(Saved data entries)
//! news-forge CLI entry point.
//!
//! Initializes logging and delegates to the CLI module for command handling.

use tracing_subscriber::{fmt, prelude::*, EnvFilter};

#[tokio::main]
async fn main() -> anyhow::Result<()> {
    let cli = news_forge::cli::parse_cli();

    // Priority: RUST_LOG env var > --log-level CLI arg > default "info"
    let log_filter = std::env::var("RUST_LOG").unwrap_or_else(|_| cli.log_level.clone());

    tracing_subscriber::registry()
        .with(fmt::layer().with_writer(std::io::stderr))
        .with(EnvFilter::try_from_default_env().unwrap_or_else(|_| EnvFilter::new(&log_filter)))
        .init();

    news_forge::cli::run_with_cli(cli).await
}
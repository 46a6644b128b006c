//! Pipeline controller and run lifecycle.
//!
//! A run takes one source URL through fetch, relevance filtering,
//! verification and script generation, then scores the script. Rejected
//! scripts go back through a bounded number of correction cycles; the item
//! always ends in exactly one of `Accepted`, `Degraded` or `Rejected`.
//!
//! # Example
//!
//! ```rust,ignore
//! use std::sync::Arc;
//! use news_forge::pipeline::{PipelineConfig, PipelineContext, PipelineController, RunOptions};
//!
//! let config = PipelineConfig::from_env()?;
//! let context = PipelineContext::builder(config).build().await?;
//! let controller = PipelineController::new(Arc::new(context));
//!
//! let record = controller
//!     .run("https://news.example.com/story", RunOptions::default())
//!     .await?;
//! println!("{} -> {}", record.item_id, record.status);
//! ```
//!
//! # Batch Execution
//!
//! `run_batch` starts every source at once. Stage tasks from all runs share
//! the dispatcher, which caps how many execute concurrently.
//!
//! ```rust,ignore
//! let sources = vec![
//!     "https://news.example.com/a".to_string(),
//!     "https://news.example.com/b".to_string(),
//! ];
//! for result in controller.run_batch(&sources, RunOptions::default()).await {
//!     match result {
//!         Ok(record) => println!("{}: {}", record.source, record.status),
//!         Err(e) => eprintln!("run failed: {}", e),
//!     }
//! }
//! ```

pub mod config;
pub mod context;
pub mod controller;
pub mod outcome;
pub mod run;

pub use config::{ConfigError, PipelineConfig};
pub use context::{PipelineContext, PipelineContextBuilder, PipelineStats};
pub use controller::{PipelineController, FINALIZED_COLLECTION, SCORE_RECORDS_COLLECTION};
pub use outcome::{FinalizedRecord, RejectionReason};
pub use run::{RunHandle, RunOptions};
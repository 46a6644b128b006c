//! External collaborators consumed by the stages.
//!
//! The pipeline talks to the outside world only through the traits in this
//! module:
//!
//! - [`ContentFetcher`]: retrieves an article by source URL
//! - [`TextAnalyzer`]: classification, sentiment and summarization
//! - [`DocumentStore`]: key/value document persistence
//! - [`DeliveryPush`]: hands finalized records to downstream video systems
//!
//! Every call made by the pipeline goes through [`with_timeout`], so a slow
//! collaborator surfaces as [`CollaboratorError::Timeout`] no matter how the
//! implementation behaves. The [`fallback`] module holds the deterministic
//! local computations stages substitute when a text service fails.

pub mod analyzer;
pub mod fallback;
pub mod http_fetcher;
pub mod push;
pub mod store;

use std::future::Future;
use std::time::Duration;

use async_trait::async_trait;
use serde::{Deserialize, Serialize};

use crate::content::{ArticleMetadata, SourceRef};
use crate::error::{CollaboratorError, PushError, StoreError};
use crate::pipeline::outcome::FinalizedRecord;

pub use analyzer::AnalyzerClient;
pub use http_fetcher::HttpFetcher;
pub use push::{DeliveryStatus, Destination, DestinationOutcome, HttpPushClient, PushReport};
pub use store::{DocumentFilter, MemoryStore, SqliteStore};

/// Raw article returned by a fetcher.
#[derive(Debug, Clone, PartialEq, Serialize, Deserialize)]
pub struct FetchedContent {
    pub title: String,
    pub body: String,
    #[serde(default)]
    pub metadata: ArticleMetadata,
}

/// Categories assigned to a text.
#[derive(Debug, Clone, Default, PartialEq, Serialize, Deserialize)]
pub struct Classification {
    pub categories: Vec<String>,
    #[serde(default)]
    pub primary_category: Option<String>,
}

/// Signed sentiment reading.
#[derive(Debug, Clone, Copy, PartialEq, Serialize, Deserialize)]
pub struct SentimentReading {
    pub polarity: f64,
    pub confidence: f64,
}

/// Register requested from the summarizer.
#[derive(Debug, Clone, Copy, PartialEq, Eq, Serialize, Deserialize)]
#[serde(rename_all = "snake_case")]
pub enum SummaryStyle {
    Broadcast,
    Concise,
    Neutral,
}

impl SummaryStyle {
    pub fn as_str(&self) -> &'static str {
        match self {
            SummaryStyle::Broadcast => "broadcast",
            SummaryStyle::Concise => "concise",
            SummaryStyle::Neutral => "neutral",
        }
    }
}

/// Parameters for a summarization call.
#[derive(Debug, Clone, Copy, PartialEq, Serialize, Deserialize)]
pub struct SummaryRequest {
    /// Upper bound on summary length, in words.
    pub max_length: usize,
    pub style: SummaryStyle,
}

impl Default for SummaryRequest {
    fn default() -> Self {
        Self {
            max_length: 150,
            style: SummaryStyle::Broadcast,
        }
    }
}

/// Retrieves article content for a source reference.
#[async_trait]
pub trait ContentFetcher: Send + Sync {
    async fn fetch_content(&self, source: &SourceRef) -> Result<FetchedContent, CollaboratorError>;
}

/// Remote text analysis service.
#[async_trait]
pub trait TextAnalyzer: Send + Sync {
    /// Assigns categories to `text`, restricted to `candidates` when the
    /// service supports it.
    async fn classify(
        &self,
        text: &str,
        candidates: &[String],
    ) -> Result<Classification, CollaboratorError>;

    async fn analyze_sentiment(&self, text: &str) -> Result<SentimentReading, CollaboratorError>;

    async fn summarize(
        &self,
        text: &str,
        request: SummaryRequest,
    ) -> Result<String, CollaboratorError>;
}

/// Eventually consistent document storage keyed by (collection, id).
#[async_trait]
pub trait DocumentStore: Send + Sync {
    /// Inserts or replaces a document.
    async fn upsert(
        &self,
        collection: &str,
        id: &str,
        document: serde_json::Value,
    ) -> Result<(), StoreError>;

    async fn get(&self, collection: &str, id: &str) -> Result<Option<serde_json::Value>, StoreError>;

    async fn query(
        &self,
        collection: &str,
        filter: &DocumentFilter,
    ) -> Result<Vec<serde_json::Value>, StoreError>;
}

/// Delivers finalized records to downstream destinations.
///
/// Each destination is attempted once. The report lists an ack or failure
/// per destination; nothing is retried.
#[async_trait]
pub trait DeliveryPush: Send + Sync {
    async fn push(
        &self,
        record: &FinalizedRecord,
        destinations: &[Destination],
    ) -> Result<PushReport, PushError>;
}

/// Bounds a collaborator call by `limit`.
///
/// An elapsed deadline becomes [`CollaboratorError::Timeout`]; the inner
/// future is dropped.
pub async fn with_timeout<T, F>(limit: Duration, call: F) -> Result<T, CollaboratorError>
where
    F: Future<Output = Result<T, CollaboratorError>>,
{
    match tokio::time::timeout(limit, call).await {
        Ok(result) => result,
        Err(_) => Err(CollaboratorError::Timeout {
            seconds: limit.as_secs(),
        }),
    }
}

#[cfg(test)]
mod tests {
    use super::*;

    #[tokio::test]
    async fn test_with_timeout_passes_result_through() {
        let result = with_timeout(Duration::from_secs(1), async { Ok::<_, CollaboratorError>(7) }).await;
        assert_eq!(result, Ok(7));
    }

    #[tokio::test]
    async fn test_with_timeout_elapses() {
        let result: Result<(), _> = with_timeout(Duration::from_millis(10), async {
            tokio::time::sleep(Duration::from_secs(5)).await;
            Ok(())
        })
        .await;
        assert!(matches!(result, Err(CollaboratorError::Timeout { .. })));
    }

    #[test]
    fn test_summary_style_names() {
        assert_eq!(SummaryStyle::Concise.as_str(), "concise");
        assert_eq!(SummaryRequest::default().max_length, 150);
    }
}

WHAT THIS TASK INVOLVES: Reproduce the lines of the entries above from the one with "Every call made" to the one with "holds the deterministic", both included, exactly and without any other line.

COMPLETED TASK:
//! Every call made by the pipeline goes through [`with_timeout`], so a slow
//! collaborator surfaces as [`CollaboratorError::Timeout`] no matter how the
//! implementation behaves. The [`fallback`] module holds the deterministic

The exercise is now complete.